(Stored data)
"""
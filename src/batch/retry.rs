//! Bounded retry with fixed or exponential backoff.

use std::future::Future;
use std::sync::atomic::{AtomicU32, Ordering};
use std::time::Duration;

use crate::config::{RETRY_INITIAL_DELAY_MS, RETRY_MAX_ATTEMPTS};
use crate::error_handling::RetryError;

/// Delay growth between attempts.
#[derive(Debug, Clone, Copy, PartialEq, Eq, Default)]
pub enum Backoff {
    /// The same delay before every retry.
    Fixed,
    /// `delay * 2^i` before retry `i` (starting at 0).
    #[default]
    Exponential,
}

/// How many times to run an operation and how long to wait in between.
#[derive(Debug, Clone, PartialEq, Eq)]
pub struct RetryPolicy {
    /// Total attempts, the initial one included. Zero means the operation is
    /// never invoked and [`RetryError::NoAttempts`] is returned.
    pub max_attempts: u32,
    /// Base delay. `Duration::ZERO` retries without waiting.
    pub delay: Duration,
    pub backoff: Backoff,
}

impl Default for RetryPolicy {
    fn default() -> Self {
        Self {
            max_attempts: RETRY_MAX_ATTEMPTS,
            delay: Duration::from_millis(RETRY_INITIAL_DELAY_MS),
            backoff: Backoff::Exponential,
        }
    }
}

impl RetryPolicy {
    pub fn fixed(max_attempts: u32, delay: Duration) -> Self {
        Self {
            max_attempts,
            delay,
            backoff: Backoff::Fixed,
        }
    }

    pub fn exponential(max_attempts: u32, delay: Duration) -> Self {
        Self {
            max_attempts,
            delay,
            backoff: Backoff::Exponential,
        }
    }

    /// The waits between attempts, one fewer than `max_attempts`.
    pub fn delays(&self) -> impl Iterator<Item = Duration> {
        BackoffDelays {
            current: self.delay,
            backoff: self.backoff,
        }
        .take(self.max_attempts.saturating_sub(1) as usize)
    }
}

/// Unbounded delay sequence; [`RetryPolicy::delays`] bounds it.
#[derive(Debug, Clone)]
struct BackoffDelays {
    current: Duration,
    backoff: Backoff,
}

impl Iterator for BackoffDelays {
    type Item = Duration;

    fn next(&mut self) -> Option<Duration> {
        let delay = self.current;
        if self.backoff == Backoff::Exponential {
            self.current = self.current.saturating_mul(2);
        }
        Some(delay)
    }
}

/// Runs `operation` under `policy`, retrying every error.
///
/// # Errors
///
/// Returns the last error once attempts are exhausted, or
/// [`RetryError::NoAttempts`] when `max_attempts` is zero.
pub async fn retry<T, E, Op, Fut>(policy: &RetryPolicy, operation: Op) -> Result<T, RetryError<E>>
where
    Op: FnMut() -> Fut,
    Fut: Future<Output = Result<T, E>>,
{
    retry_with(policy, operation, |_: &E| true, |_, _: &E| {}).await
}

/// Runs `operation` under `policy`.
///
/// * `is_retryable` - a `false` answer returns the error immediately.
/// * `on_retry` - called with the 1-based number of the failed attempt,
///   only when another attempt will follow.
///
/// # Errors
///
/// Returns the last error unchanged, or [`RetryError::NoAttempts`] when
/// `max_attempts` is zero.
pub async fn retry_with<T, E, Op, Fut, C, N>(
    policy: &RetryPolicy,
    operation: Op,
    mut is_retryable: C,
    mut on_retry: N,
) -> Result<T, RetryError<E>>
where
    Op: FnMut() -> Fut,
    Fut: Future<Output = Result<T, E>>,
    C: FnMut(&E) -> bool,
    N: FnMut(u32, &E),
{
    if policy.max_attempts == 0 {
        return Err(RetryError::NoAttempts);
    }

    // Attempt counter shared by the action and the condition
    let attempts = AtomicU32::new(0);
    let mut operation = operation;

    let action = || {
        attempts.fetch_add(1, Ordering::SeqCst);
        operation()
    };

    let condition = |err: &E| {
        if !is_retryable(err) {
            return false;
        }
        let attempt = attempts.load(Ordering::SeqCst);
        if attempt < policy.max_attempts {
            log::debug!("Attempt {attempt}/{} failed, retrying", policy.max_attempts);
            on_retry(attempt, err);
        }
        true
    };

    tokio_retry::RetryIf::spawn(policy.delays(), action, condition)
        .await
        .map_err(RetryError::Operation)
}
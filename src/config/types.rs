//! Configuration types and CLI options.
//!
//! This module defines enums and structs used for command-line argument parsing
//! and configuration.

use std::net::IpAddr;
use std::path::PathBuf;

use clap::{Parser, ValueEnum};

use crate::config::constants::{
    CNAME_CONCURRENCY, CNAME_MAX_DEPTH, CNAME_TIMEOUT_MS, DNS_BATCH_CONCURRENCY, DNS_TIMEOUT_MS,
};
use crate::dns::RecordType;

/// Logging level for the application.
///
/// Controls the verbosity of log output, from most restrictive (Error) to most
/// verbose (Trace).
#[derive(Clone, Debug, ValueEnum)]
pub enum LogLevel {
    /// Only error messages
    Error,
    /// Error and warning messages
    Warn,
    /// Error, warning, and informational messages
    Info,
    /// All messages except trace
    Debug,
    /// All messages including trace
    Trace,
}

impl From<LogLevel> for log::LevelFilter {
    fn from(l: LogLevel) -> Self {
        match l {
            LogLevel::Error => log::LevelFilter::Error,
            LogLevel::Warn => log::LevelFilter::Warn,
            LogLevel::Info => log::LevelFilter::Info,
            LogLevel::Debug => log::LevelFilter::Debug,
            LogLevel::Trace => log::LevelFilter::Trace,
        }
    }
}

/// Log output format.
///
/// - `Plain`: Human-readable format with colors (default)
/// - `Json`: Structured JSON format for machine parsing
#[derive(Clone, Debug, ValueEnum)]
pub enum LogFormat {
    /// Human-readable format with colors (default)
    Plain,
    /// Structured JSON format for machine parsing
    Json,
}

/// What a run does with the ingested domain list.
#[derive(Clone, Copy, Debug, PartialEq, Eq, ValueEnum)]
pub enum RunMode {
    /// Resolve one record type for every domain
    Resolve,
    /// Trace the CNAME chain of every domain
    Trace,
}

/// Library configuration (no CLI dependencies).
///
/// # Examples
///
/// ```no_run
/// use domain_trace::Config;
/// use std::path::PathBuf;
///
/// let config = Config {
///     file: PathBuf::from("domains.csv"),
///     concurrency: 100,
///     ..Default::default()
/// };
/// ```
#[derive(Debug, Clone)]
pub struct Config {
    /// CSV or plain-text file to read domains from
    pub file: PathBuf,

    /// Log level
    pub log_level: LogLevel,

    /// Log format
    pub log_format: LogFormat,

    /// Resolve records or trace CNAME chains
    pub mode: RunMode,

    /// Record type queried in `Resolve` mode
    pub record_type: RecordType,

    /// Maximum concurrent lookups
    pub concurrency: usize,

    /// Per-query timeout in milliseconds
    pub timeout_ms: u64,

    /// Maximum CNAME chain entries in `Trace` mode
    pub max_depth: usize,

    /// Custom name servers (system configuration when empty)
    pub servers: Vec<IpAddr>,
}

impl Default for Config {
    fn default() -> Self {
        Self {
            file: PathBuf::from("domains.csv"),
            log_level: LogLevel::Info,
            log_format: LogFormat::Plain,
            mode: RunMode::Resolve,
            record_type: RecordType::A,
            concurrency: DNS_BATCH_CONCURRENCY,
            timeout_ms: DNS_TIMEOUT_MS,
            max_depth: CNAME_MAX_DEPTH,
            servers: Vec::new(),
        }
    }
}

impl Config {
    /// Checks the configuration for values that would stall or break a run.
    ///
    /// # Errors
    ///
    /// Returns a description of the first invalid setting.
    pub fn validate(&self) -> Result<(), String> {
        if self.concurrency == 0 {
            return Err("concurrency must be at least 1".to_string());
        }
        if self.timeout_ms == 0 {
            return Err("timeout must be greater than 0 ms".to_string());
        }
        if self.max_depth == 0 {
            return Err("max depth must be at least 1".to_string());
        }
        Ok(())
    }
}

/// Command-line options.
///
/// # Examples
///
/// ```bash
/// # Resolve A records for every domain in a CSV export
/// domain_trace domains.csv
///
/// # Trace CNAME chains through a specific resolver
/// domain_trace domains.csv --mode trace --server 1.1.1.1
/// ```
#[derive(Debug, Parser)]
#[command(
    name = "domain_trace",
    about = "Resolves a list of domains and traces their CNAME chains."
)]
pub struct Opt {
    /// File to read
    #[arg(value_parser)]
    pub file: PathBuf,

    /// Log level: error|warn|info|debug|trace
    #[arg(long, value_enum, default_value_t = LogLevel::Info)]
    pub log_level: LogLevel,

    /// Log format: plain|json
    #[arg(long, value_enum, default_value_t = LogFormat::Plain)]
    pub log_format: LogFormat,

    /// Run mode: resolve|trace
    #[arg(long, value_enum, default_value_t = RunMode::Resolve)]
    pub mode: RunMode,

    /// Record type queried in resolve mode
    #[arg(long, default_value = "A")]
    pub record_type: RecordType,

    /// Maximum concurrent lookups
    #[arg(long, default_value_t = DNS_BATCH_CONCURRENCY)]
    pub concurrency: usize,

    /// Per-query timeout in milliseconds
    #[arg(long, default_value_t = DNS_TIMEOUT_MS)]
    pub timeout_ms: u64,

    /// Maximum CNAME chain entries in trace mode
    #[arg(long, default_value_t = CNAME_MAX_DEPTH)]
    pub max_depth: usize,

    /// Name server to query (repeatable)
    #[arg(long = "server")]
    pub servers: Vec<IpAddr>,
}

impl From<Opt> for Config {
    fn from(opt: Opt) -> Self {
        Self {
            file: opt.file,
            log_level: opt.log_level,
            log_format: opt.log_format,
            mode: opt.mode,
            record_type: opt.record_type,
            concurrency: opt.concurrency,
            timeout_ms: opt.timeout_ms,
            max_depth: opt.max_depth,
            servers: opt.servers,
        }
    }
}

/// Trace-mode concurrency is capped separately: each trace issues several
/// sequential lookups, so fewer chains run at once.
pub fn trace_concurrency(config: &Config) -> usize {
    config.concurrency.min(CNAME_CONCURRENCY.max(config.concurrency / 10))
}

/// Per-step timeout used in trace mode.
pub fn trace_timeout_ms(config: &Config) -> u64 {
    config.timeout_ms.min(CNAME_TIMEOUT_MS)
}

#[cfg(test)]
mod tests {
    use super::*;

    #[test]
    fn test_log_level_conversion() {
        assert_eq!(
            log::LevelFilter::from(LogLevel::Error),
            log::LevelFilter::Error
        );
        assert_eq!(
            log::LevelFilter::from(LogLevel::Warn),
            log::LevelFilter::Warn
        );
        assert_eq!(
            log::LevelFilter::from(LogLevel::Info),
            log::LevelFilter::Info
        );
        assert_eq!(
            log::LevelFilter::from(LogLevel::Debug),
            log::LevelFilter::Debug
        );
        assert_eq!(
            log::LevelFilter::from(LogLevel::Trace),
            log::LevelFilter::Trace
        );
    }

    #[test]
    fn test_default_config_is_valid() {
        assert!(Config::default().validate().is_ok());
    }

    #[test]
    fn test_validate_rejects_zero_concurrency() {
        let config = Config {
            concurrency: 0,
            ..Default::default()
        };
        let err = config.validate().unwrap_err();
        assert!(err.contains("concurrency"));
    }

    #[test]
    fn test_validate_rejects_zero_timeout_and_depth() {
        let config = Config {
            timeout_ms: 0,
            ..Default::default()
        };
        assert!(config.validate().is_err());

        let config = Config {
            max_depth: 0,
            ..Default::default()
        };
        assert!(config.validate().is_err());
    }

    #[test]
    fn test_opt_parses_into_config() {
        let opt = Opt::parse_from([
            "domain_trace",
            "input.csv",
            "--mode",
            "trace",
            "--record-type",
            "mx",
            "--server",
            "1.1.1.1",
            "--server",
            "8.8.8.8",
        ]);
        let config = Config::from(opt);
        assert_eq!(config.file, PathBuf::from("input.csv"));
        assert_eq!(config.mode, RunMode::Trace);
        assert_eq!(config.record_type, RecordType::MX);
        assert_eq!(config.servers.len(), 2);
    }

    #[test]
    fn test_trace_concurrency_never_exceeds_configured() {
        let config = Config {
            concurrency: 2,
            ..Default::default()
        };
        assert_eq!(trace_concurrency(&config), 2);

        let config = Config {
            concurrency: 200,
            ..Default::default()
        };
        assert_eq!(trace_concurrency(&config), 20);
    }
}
"""
WORK REQUIRED: Each line of the entries where the string "failed" occurs should be shown.

OUTPUT OF THE EXERCISE:
/// * `on_retry` - called with the 1-based number of the failed attempt,
            log::debug!("Attempt {attempt}/{} failed, retrying", policy.max_attempts);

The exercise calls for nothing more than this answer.